* **Extracted entries**
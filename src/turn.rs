use parley_negotiation_utils::{NegotiationId, NegotiationStatus, PartyId};

/// Alternating-turn protocol state.
#[derive(Clone, Debug, PartialEq)]
pub enum TurnState {
    NotStarted,
    AwaitingOffer { party: PartyId, retried: bool },
    Terminated(NegotiationStatus),
}

/// What to do after a failed offer attempt: one retry of the same turn is
/// allowed, persistent malformation is fatal for the negotiation.
#[derive(Clone, Copy, Debug, PartialEq)]
pub enum RetryVerdict {
    Retry,
    Escalate,
}

/// The alternating-turn state machine.
///
/// `NotStarted → AwaitingOffer(opening) ⇄ AwaitingOffer(other) → Terminated`.
/// A retry keeps the machine in the same `AwaitingOffer` state: failures
/// never shift whose turn it is. Once terminated the machine never leaves
/// that state.
pub struct TurnManager {
    id: NegotiationId,
    state: TurnState,
}

impl TurnManager {
    pub fn new(id: NegotiationId) -> TurnManager {
        TurnManager {
            id,
            state: TurnState::NotStarted,
        }
    }

    pub fn state(&self) -> &TurnState {
        &self.state
    }

    pub fn is_terminated(&self) -> bool {
        matches!(self.state, TurnState::Terminated(_))
    }

    /// First transition, to the configured opening party. Ignored unless the
    /// machine is still in `NotStarted`.
    pub fn begin(&mut self, opening: PartyId) {
        if self.state == TurnState::NotStarted {
            log::debug!("Negotiation [{}]: opening turn goes to [{}]", self.id, opening);
            self.state = TurnState::AwaitingOffer {
                party: opening,
                retried: false,
            };
        }
    }

    /// Party whose offer is currently awaited, if any.
    pub fn active_party(&self) -> Option<&PartyId> {
        match &self.state {
            TurnState::AwaitingOffer { party, .. } => Some(party),
            _ => None,
        }
    }

    /// Records a failed attempt for the active turn and answers whether the
    /// same party may be re-prompted.
    pub fn note_failure(&mut self) -> RetryVerdict {
        match &mut self.state {
            TurnState::AwaitingOffer { party, retried } => {
                if *retried {
                    log::warn!(
                        "Negotiation [{}]: retry budget for [{}] exhausted",
                        self.id,
                        party
                    );
                    RetryVerdict::Escalate
                } else {
                    *retried = true;
                    RetryVerdict::Retry
                }
            }
            _ => RetryVerdict::Escalate,
        }
    }

    /// Hands the turn to the other party, resetting the retry budget.
    pub fn alternate(&mut self, next: PartyId) {
        if let TurnState::AwaitingOffer { .. } = self.state {
            self.state = TurnState::AwaitingOffer {
                party: next,
                retried: false,
            };
        }
    }

    pub fn terminate(&mut self, status: NegotiationStatus) {
        if !self.is_terminated() {
            self.state = TurnState::Terminated(status);
        }
    }
}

* **Problem**
Set down the whole listing again, exactly as it was given.

* **Problem solution**
filename src/turn.rs
use parley_negotiation_utils::{NegotiationId, NegotiationStatus, PartyId};

/// Alternating-turn protocol state.
#[derive(Clone, Debug, PartialEq)]
pub enum TurnState {
    NotStarted,
    AwaitingOffer { party: PartyId, retried: bool },
    Terminated(NegotiationStatus),
}

/// What to do after a failed offer attempt: one retry of the same turn is
/// allowed, persistent malformation is fatal for the negotiation.
#[derive(Clone, Copy, Debug, PartialEq)]
pub enum RetryVerdict {
    Retry,
    Escalate,
}

/// The alternating-turn state machine.
///
/// `NotStarted → AwaitingOffer(opening) ⇄ AwaitingOffer(other) → Terminated`.
/// A retry keeps the machine in the same `AwaitingOffer` state: failures
/// never shift whose turn it is. Once terminated the machine never leaves
/// that state.
pub struct TurnManager {
    id: NegotiationId,
    state: TurnState,
}

impl TurnManager {
    pub fn new(id: NegotiationId) -> TurnManager {
        TurnManager {
            id,
            state: TurnState::NotStarted,
        }
    }

    pub fn state(&self) -> &TurnState {
        &self.state
    }

    pub fn is_terminated(&self) -> bool {
        matches!(self.state, TurnState::Terminated(_))
    }

    /// First transition, to the configured opening party. Ignored unless the
    /// machine is still in `NotStarted`.
    pub fn begin(&mut self, opening: PartyId) {
        if self.state == TurnState::NotStarted {
            log::debug!("Negotiation [{}]: opening turn goes to [{}]", self.id, opening);
            self.state = TurnState::AwaitingOffer {
                party: opening,
                retried: false,
            };
        }
    }

    /// Party whose offer is currently awaited, if any.
    pub fn active_party(&self) -> Option<&PartyId> {
        match &self.state {
            TurnState::AwaitingOffer { party, .. } => Some(party),
            _ => None,
        }
    }

    /// Records a failed attempt for the active turn and answers whether the
    /// same party may be re-prompted.
    pub fn note_failure(&mut self) -> RetryVerdict {
        match &mut self.state {
            TurnState::AwaitingOffer { party, retried } => {
                if *retried {
                    log::warn!(
                        "Negotiation [{}]: retry budget for [{}] exhausted",
                        self.id,
                        party
                    );
                    RetryVerdict::Escalate
                } else {
                    *retried = true;
                    RetryVerdict::Retry
                }
            }
            _ => RetryVerdict::Escalate,
        }
    }

    /// Hands the turn to the other party, resetting the retry budget.
    pub fn alternate(&mut self, next: PartyId) {
        if let TurnState::AwaitingOffer { .. } = self.state {
            self.state = TurnState::AwaitingOffer {
                party: next,
                retried: false,
            };
        }
    }

    pub fn terminate(&mut self, status: NegotiationStatus) {
        if !self.is_terminated() {
            self.state = TurnState::Terminated(status);
        }
    }
}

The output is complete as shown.